Really, what’s happened is that the body is now aware that food is available and it is now using some of that extra energy to turn on certain functions that are now driving someone towards that food. Because if there’s no food available, it’s a lot of waste of energy to be turning those things on, but if now food is possibly available, then “We need to get going while the going is good.” So you can notice “I’m eating a lot more, double, triple what I was eating before, and now I feel hungrier than I ever did.” That is a fairly common thing that happens during this weight gain stage with recovery.
As I said, the real goal with this is the body wants to then rebuild tissues and organs and bones and muscles and hormones and all of these things to get the body back into a real place of homeostasis, where it is able to function happily and healthily and it’s able to meet the demands of everything that is being asked of it.
00:13:42
What this can then look like in real terms is that you gain weight fairly rapidly, and this can be pretty scary, terrifying, given the culture that we live in and also given the kinds of thoughts that the eating disorder brings up. It can mean that you feel always hungry or you get satisfied and then half an hour later you’re hungry again, and this can happen irrespective of your BMI. Something like overshoot, which I’ll get onto, something like extreme hunger, none of these are just something that happens with someone who is in an underweight body. It can happen to people all across the weight spectrum because all across the weight spectrum, you can be restricting; all across the weight spectrum, you can be malnourished; all across the weight spectrum, your body can be in a state where it’s not been getting what it’s been needing.
It can obviously then bring up lots of feelings around “I must be doing recovery wrong because if I was doing it right, I wouldn’t be this hungry” or “If I was doing it right, I wouldn’t be gaining weight in this way.” So it’s very normal in this stage and going through recovery to have a lot of those thoughts come up. It doesn’t mean you’re doing it wrong. It just means that these are the thoughts your mind is generating in this moment.
There can also be this fear that this is never going to stop, that this is just going to go on forever, it’s going to keep going exponentially. Again, this is why I think it can be so much more helpful to do things quickly, because you get to reach that point where you discover “This doesn’t go on forever” much quicker than when you’re dragging it out.
00:15:23
What I want to say, as I mentioned at the beginning, this idea of overshoot is that your body gains weight, and it gains it above where it needs to be long term, and that with time, it then starts to lose it and it starts to do this very spontaneously, very naturally, and then your body comes back down to where you were pre-eating disorder or to some point.
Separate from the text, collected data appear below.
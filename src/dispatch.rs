//! Dispatch modes around the synchronous handler chain.
//!
//! [`HandlerChain::invoke`] is always run to its end: every mode below either
//! runs it on the caller's thread or hands the whole call to a blocking task
//! on the runtime. Dropping a [`Response`] detaches the task; the chain still
//! reaches `Completed` or `RolledBack`.

use crate::context::MessageContext;
use crate::engine::HandlerChain;
use crate::error::ChainFault;
use std::future::Future;
use std::pin::Pin;
use std::sync::atomic::{AtomicBool, AtomicU64, AtomicUsize, Ordering};
use std::sync::Arc;
use std::task::{Context, Poll};
use thiserror::Error;
use tokio::runtime::Handle;
use tokio::sync::Notify;
use tokio::task::JoinHandle;
use tracing::{debug, info, warn};

/// Why a dispatched message did not complete.
#[derive(Error, Debug)]
pub enum DispatchError {
    /// The chain faulted and rolled back; the context is handed back.
    #[error("{fault}")]
    Fault {
        fault: ChainFault,
        context: Box<MessageContext>,
    },

    #[error("dispatcher is shut down")]
    ShutDown,

    /// The blocking task panicked or was cancelled.
    #[error("dispatch task failed: {0}")]
    Join(String),
}

/// Completion signal for [`Dispatcher::invoke_with_callback`].
pub trait AsyncCallback: Send + 'static {
    fn on_complete(self, ctx: MessageContext);

    fn on_error(self, error: DispatchError);
}

/// Counters since the dispatcher was created.
#[derive(Debug, Clone, Copy, Default, PartialEq, Eq)]
pub struct DispatchMetrics {
    /// Messages that ran through the chain
    pub processed: u64,
    /// Of those, messages that faulted and rolled back
    pub faulted: u64,
    pub in_flight: usize,
}

#[derive(Default)]
struct Shared {
    shut_down: AtomicBool,
    in_flight: AtomicUsize,
    idle: Notify,
    processed: AtomicU64,
    faulted: AtomicU64,
}

/// Marks one message as in flight until dropped.
struct InFlight(Arc<Shared>);

impl Drop for InFlight {
    fn drop(&mut self) {
        if self.0.in_flight.fetch_sub(1, Ordering::SeqCst) == 1 {
            self.0.idle.notify_waiters();
        }
    }
}

/// Runs messages through a shared chain.
#[derive(Clone)]
pub struct Dispatcher {
    chain: Arc<HandlerChain>,
    runtime: Handle,
    shared: Arc<Shared>,
}

impl std::fmt::Debug for Dispatcher {
    fn fmt(&self, f: &mut std::fmt::Formatter<'_>) -> std::fmt::Result {
        f.debug_struct("Dispatcher")
            .field("chain", &self.chain)
            .field("metrics", &self.metrics())
            .finish()
    }
}

impl Dispatcher {
    pub fn new(chain: Arc<HandlerChain>, runtime: Handle) -> Self {
        Self {
            chain,
            runtime,
            shared: Arc::new(Shared::default()),
        }
    }

    pub fn chain(&self) -> &HandlerChain {
        &self.chain
    }

    /// Run the chain on the caller's thread.
    pub fn invoke(&self, ctx: MessageContext) -> Result<MessageContext, DispatchError> {
        let guard = self.admit()?;
        let result = run_chain(&self.chain, &self.shared, ctx);
        drop(guard);
        result
    }

    /// Run the chain in the background; the outcome is only logged.
    pub fn invoke_one_way(&self, ctx: MessageContext) -> Result<(), DispatchError> {
        let guard = self.admit()?;
        let chain = Arc::clone(&self.chain);
        let shared = Arc::clone(&self.shared);
        self.runtime.spawn_blocking(move || {
            let _guard = guard;
            match run_chain(&chain, &shared, ctx) {
                Ok(ctx) => debug!(message_id = ?ctx.message_id(), "One-way message completed"),
                Err(err) => warn!(error = %err, "One-way message faulted"),
            }
        });
        Ok(())
    }

    /// Run the chain in the background and return a handle to its outcome.
    pub fn invoke_async(&self, ctx: MessageContext) -> Result<Response, DispatchError> {
        let guard = self.admit()?;
        let chain = Arc::clone(&self.chain);
        let shared = Arc::clone(&self.shared);
        let handle = self.runtime.spawn_blocking(move || {
            let _guard = guard;
            run_chain(&chain, &shared, ctx)
        });
        Ok(Response { handle })
    }

    /// Run the chain in the background and report to `callback`.
    pub fn invoke_with_callback<C: AsyncCallback>(
        &self,
        ctx: MessageContext,
        callback: C,
    ) -> Result<(), DispatchError> {
        let guard = self.admit()?;
        let chain = Arc::clone(&self.chain);
        let shared = Arc::clone(&self.shared);
        self.runtime.spawn_blocking(move || {
            let result = run_chain(&chain, &shared, ctx);
            drop(guard);
            match result {
                Ok(ctx) => callback.on_complete(ctx),
                Err(err) => callback.on_error(err),
            }
        });
        Ok(())
    }

    /// Stop accepting new messages. Messages already admitted still run.
    pub fn shutdown(&self) {
        if !self.shared.shut_down.swap(true, Ordering::SeqCst) {
            info!(
                in_flight = self.shared.in_flight.load(Ordering::SeqCst),
                "Dispatcher shutting down"
            );
        }
    }

    pub fn is_shut_down(&self) -> bool {
        self.shared.shut_down.load(Ordering::SeqCst)
    }

    /// Wait until no message is in flight.
    pub async fn drain(&self) {
        loop {
            let notified = self.shared.idle.notified();
            tokio::pin!(notified);
            notified.as_mut().enable();
            if self.shared.in_flight.load(Ordering::SeqCst) == 0 {
                return;
            }
            notified.await;
        }
    }

    pub fn metrics(&self) -> DispatchMetrics {
        DispatchMetrics {
            processed: self.shared.processed.load(Ordering::Relaxed),
            faulted: self.shared.faulted.load(Ordering::Relaxed),
            in_flight: self.shared.in_flight.load(Ordering::SeqCst),
        }
    }

    fn admit(&self) -> Result<InFlight, DispatchError> {
        // Count first so a concurrent drain never misses this message.
        self.shared.in_flight.fetch_add(1, Ordering::SeqCst);
        let guard = InFlight(Arc::clone(&self.shared));
        if self.shared.shut_down.load(Ordering::SeqCst) {
            return Err(DispatchError::ShutDown);
        }
        Ok(guard)
    }
}

fn run_chain(
    chain: &HandlerChain,
    shared: &Shared,
    mut ctx: MessageContext,
) -> Result<MessageContext, DispatchError> {
    let result = chain.invoke(&mut ctx);
    shared.processed.fetch_add(1, Ordering::Relaxed);
    match result {
        Ok(()) => Ok(ctx),
        Err(fault) => {
            shared.faulted.fetch_add(1, Ordering::Relaxed);
            Err(DispatchError::Fault {
                fault,
                context: Box::new(ctx),
            })
        }
    }
}

/// Outcome of [`Dispatcher::invoke_async`].
///
/// Await it for the result, or poll [`is_done`](Response::is_done).
#[derive(Debug)]
pub struct Response {
    handle: JoinHandle<Result<MessageContext, DispatchError>>,
}

impl Response {
    /// True once the chain has finished.
    pub fn is_done(&self) -> bool {
        self.handle.is_finished()
    }
}

impl Future for Response {
    type Output = Result<MessageContext, DispatchError>;

    fn poll(mut self: Pin<&mut Self>, cx: &mut Context<'_>) -> Poll<Self::Output> {
        Pin::new(&mut self.handle).poll(cx).map(|joined| match joined {
            Ok(result) => result,
            Err(err) => Err(DispatchError::Join(err.to_string())),
        })
    }
}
I will say that I have noticed this. This has happened with clients. It’s not that this thing is a fairy tale and it never happens. It does happen. And overshoot doesn’t happen for everyone. Lots of people do not lose the overshoot. Lots of people don’t experience the idea of this overshoot happening. They just get up to a higher weight and that’s where they are.
I want to say this because I think what often happens is that this idea, when someone’s heard this idea, whether it’s from a podcast or on a blog or whatever, can really get lodged in someone’s mind and it can have an impact on recovery, and there can be this real feeling of “It’s fine, this is all overshoot. In time this is all going to go down” and it has a really big impact on how they’re doing recovery, the kinds of foods they’re eating, all of these different things because “this is just temporary.”
What I want to do for the rest of this episode is really go through why I think that kind of thinking and this real focus on overshoot is a problem and the problems that it can create. What I would suggest doing is it’s fine to know about overshoot, but I would really put it to the side and not be thinking about it. And if it happens in the end, fine. But I would not be basing your recovery around it because I think that’s a problem.
00:17:22
When I look at what are the problems, one, I think it can really reinforce this very conditional view of recovery. This conditional view of like “It’s okay to gain weight as long as it’s just temporary.” There can still be a lot of this attaching of safety or attaching of morality or attaching success about being in a smaller body because “Whatever’s going on now in my recovery, that’s not how things are going to be forever. This is just for now, and later on I’m going to be back in that smaller body and then I’m going to be fine. Then I’m going to be safer, then I’m going to be healthier, then I’m going to be” – fill in the blank.
It means that so much of what’s going on feels very conditional. I think what that prevents is it prevents someone being able to fully accept where their body is and where their body may naturally settle. Because as I said, some people, there is an overshoot, but for many people that just doesn’t occur, and they’re then in that larger body. And we are then having this situation where “But I thought this was going to go down. But I thought this was going to be temporary” and there’s been this very conditional part of recovery on “But this is not how it’s going to stay.”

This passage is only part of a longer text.